(Saved data entries)
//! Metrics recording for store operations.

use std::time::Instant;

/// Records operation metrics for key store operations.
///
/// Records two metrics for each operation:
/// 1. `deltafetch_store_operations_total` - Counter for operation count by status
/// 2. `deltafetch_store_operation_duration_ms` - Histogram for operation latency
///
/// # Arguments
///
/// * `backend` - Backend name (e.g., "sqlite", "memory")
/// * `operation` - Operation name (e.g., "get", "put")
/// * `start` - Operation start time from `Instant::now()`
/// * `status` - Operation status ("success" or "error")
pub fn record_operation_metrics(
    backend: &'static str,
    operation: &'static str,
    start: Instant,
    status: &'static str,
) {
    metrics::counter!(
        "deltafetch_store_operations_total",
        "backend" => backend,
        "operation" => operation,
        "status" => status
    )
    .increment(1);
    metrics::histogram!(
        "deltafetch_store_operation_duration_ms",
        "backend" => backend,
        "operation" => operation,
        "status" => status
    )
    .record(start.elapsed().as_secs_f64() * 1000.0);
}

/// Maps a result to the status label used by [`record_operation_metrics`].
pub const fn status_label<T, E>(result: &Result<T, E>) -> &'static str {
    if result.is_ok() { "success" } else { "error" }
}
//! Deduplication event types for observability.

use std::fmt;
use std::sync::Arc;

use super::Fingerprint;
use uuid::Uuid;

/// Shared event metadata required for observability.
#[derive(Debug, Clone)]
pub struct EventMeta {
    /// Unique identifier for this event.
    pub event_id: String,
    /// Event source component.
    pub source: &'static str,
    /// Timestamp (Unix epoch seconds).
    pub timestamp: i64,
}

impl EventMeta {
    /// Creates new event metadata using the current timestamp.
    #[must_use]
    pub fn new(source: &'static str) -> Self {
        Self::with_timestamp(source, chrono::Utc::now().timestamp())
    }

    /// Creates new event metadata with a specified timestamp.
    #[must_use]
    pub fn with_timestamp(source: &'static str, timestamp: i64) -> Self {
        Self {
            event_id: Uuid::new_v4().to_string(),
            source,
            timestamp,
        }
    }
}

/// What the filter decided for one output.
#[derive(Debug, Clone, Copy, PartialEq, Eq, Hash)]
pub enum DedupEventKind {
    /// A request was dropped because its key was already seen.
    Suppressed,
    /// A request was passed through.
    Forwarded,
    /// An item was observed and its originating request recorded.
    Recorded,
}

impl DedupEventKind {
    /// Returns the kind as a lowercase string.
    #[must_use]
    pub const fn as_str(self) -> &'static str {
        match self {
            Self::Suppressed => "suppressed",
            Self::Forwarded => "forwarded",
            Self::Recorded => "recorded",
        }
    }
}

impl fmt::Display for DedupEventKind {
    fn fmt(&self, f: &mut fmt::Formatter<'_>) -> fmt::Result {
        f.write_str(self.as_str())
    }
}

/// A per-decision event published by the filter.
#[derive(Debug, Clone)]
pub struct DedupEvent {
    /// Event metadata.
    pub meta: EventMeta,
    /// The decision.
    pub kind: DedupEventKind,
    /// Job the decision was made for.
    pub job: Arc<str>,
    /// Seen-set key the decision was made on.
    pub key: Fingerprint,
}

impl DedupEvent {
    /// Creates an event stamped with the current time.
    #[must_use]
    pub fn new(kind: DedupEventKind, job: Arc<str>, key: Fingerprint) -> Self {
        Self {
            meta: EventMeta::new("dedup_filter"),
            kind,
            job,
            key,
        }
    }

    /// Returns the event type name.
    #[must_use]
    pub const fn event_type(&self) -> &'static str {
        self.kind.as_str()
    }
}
* * *
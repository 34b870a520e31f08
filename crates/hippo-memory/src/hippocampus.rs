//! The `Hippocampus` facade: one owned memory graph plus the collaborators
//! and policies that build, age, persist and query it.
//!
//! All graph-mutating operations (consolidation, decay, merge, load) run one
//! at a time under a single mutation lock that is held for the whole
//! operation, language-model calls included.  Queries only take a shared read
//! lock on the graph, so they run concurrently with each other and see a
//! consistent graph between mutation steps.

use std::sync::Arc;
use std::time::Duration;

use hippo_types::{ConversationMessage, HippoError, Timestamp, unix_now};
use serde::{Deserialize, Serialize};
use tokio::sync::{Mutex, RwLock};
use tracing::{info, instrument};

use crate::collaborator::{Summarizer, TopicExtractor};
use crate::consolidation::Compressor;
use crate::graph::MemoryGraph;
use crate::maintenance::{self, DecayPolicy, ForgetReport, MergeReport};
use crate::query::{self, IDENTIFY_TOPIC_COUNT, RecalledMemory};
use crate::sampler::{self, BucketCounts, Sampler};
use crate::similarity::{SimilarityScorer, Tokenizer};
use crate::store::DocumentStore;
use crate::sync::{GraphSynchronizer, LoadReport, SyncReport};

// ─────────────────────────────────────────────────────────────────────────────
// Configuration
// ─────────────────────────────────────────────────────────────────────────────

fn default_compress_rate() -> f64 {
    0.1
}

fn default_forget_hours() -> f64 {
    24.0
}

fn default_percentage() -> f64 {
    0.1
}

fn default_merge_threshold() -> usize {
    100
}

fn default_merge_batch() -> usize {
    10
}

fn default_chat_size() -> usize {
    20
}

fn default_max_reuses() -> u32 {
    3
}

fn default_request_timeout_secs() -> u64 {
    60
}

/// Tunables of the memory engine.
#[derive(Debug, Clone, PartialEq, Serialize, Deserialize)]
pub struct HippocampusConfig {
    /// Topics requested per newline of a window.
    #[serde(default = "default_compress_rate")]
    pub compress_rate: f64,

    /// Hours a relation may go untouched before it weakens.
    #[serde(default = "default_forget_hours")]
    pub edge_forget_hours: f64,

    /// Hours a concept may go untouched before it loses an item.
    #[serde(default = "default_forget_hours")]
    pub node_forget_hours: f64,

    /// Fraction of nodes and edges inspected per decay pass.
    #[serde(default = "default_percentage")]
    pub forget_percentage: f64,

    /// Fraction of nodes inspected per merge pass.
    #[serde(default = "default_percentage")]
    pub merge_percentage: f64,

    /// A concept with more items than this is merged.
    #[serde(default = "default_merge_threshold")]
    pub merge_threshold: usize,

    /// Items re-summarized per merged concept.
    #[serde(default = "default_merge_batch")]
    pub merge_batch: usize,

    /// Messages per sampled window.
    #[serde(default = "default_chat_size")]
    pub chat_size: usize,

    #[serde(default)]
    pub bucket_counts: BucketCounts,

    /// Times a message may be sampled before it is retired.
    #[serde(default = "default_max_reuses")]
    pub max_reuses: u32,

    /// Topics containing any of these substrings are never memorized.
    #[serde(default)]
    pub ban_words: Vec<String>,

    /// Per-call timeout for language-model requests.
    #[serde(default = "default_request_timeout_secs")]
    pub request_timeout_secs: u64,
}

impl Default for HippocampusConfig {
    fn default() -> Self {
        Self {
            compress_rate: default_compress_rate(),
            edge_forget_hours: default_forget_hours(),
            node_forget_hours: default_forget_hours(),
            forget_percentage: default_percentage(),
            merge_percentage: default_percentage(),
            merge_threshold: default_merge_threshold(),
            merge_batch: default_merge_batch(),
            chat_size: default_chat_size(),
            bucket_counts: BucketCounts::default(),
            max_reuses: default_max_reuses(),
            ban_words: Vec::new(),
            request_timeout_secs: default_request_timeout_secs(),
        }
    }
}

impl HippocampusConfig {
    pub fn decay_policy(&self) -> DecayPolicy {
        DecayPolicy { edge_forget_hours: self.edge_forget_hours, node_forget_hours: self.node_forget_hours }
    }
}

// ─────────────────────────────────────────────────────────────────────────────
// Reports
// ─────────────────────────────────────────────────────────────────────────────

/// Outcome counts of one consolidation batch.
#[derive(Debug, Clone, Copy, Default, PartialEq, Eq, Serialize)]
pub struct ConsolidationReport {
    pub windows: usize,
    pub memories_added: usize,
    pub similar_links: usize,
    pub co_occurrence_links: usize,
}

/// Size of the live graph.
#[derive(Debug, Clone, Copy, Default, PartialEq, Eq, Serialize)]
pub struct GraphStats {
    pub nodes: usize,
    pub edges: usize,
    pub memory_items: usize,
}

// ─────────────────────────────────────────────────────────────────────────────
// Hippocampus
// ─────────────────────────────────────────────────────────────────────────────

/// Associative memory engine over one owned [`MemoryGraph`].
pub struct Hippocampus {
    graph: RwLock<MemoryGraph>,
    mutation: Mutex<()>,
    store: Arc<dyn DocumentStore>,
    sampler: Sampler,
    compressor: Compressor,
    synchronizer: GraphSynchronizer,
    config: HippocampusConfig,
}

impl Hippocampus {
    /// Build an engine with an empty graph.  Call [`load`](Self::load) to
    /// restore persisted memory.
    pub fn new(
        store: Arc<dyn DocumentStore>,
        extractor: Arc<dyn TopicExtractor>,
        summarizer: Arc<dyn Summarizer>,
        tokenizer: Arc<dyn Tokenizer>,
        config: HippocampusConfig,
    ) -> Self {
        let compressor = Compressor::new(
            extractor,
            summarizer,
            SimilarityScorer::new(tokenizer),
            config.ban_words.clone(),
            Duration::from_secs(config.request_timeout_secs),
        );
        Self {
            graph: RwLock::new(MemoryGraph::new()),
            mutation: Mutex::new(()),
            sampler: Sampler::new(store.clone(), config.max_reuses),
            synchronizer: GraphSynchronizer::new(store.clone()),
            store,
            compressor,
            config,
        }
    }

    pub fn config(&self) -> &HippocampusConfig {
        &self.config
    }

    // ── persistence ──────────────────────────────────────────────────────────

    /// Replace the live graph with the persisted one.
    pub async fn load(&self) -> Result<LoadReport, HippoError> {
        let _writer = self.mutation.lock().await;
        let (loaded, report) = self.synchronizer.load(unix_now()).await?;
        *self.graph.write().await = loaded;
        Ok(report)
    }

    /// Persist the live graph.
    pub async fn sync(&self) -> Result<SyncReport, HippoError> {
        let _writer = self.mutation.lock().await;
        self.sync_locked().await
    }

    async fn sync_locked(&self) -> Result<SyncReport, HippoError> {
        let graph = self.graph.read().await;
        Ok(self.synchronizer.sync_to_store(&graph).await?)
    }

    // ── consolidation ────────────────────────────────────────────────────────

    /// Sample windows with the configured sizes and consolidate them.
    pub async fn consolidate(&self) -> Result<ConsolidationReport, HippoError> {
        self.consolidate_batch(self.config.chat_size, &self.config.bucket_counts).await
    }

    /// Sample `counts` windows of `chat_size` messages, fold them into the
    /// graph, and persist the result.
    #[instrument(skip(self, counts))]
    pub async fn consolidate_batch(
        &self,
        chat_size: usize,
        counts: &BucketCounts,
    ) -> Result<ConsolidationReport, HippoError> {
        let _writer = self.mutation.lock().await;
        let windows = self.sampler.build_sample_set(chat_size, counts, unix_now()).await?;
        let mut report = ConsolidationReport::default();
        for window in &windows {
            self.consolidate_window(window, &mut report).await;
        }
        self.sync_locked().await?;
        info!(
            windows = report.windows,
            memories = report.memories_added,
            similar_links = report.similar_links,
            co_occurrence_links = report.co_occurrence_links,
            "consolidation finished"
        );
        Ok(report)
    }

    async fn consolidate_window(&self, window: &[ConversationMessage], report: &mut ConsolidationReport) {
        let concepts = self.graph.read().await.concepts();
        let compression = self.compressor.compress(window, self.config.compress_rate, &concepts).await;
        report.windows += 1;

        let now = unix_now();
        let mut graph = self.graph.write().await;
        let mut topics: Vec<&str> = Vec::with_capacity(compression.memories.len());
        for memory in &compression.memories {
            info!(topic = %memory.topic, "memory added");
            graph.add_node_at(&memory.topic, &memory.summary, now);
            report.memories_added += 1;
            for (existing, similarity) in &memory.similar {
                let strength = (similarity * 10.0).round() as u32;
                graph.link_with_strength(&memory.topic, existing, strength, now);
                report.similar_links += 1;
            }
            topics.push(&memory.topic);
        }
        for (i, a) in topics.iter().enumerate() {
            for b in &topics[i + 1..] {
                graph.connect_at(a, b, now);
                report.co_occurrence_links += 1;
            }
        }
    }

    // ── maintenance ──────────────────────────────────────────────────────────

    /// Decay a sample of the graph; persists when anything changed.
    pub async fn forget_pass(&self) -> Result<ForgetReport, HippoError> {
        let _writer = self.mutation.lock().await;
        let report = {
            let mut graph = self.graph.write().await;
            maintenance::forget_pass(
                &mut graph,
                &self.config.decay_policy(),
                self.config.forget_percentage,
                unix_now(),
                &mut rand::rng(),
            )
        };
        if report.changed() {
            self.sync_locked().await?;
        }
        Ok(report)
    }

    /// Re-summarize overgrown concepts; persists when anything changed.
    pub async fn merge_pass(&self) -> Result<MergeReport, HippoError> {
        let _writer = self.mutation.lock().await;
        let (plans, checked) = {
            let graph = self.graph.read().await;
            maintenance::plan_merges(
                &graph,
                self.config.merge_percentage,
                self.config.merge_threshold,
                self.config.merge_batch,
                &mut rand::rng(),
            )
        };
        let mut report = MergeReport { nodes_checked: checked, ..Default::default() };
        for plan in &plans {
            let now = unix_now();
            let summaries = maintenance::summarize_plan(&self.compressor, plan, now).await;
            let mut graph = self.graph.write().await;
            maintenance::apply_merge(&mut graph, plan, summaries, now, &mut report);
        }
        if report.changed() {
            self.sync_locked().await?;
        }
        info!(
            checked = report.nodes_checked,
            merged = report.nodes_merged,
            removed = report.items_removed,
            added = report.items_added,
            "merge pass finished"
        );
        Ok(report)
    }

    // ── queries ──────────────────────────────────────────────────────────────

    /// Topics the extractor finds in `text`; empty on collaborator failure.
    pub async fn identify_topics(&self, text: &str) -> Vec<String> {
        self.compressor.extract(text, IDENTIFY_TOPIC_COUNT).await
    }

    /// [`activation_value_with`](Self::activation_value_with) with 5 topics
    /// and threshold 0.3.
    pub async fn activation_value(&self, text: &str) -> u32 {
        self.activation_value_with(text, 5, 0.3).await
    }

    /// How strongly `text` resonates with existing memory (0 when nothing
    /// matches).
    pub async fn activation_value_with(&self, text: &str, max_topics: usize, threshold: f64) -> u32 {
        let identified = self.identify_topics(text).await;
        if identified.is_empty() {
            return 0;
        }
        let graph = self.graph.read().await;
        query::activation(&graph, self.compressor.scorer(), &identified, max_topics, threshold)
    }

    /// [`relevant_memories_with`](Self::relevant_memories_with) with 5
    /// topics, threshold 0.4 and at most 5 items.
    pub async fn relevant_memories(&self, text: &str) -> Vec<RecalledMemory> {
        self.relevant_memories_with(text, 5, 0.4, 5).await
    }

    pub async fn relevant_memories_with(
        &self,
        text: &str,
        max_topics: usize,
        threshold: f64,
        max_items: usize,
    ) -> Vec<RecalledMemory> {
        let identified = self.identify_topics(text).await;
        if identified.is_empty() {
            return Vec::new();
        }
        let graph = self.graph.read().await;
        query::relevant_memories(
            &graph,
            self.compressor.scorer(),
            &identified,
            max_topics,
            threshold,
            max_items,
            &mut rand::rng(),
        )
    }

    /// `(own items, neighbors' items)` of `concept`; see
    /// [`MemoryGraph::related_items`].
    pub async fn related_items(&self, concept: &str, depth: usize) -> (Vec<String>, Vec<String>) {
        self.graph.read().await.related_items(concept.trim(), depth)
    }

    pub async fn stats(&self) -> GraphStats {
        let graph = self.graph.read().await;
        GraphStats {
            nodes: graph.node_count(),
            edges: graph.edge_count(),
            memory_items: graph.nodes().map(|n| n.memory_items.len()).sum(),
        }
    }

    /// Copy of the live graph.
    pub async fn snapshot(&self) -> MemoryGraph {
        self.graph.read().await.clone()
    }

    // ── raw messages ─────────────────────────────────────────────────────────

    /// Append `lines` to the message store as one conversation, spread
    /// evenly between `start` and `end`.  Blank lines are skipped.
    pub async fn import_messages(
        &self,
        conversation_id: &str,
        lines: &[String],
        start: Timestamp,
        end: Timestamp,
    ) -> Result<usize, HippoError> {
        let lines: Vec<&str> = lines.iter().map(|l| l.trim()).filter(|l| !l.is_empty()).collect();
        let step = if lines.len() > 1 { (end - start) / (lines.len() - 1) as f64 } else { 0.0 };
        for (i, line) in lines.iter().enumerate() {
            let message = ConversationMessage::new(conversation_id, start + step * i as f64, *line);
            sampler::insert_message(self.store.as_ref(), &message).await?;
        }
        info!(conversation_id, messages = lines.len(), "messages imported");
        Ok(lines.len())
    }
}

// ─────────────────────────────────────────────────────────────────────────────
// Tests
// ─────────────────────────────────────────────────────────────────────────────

_PROBLEM_: In the lines above, find each one with "strength" and list it.

_TASK OUTPUT_:
                let strength = (similarity * 10.0).round() as u32;
                graph.link_with_strength(&memory.topic, existing, strength, now);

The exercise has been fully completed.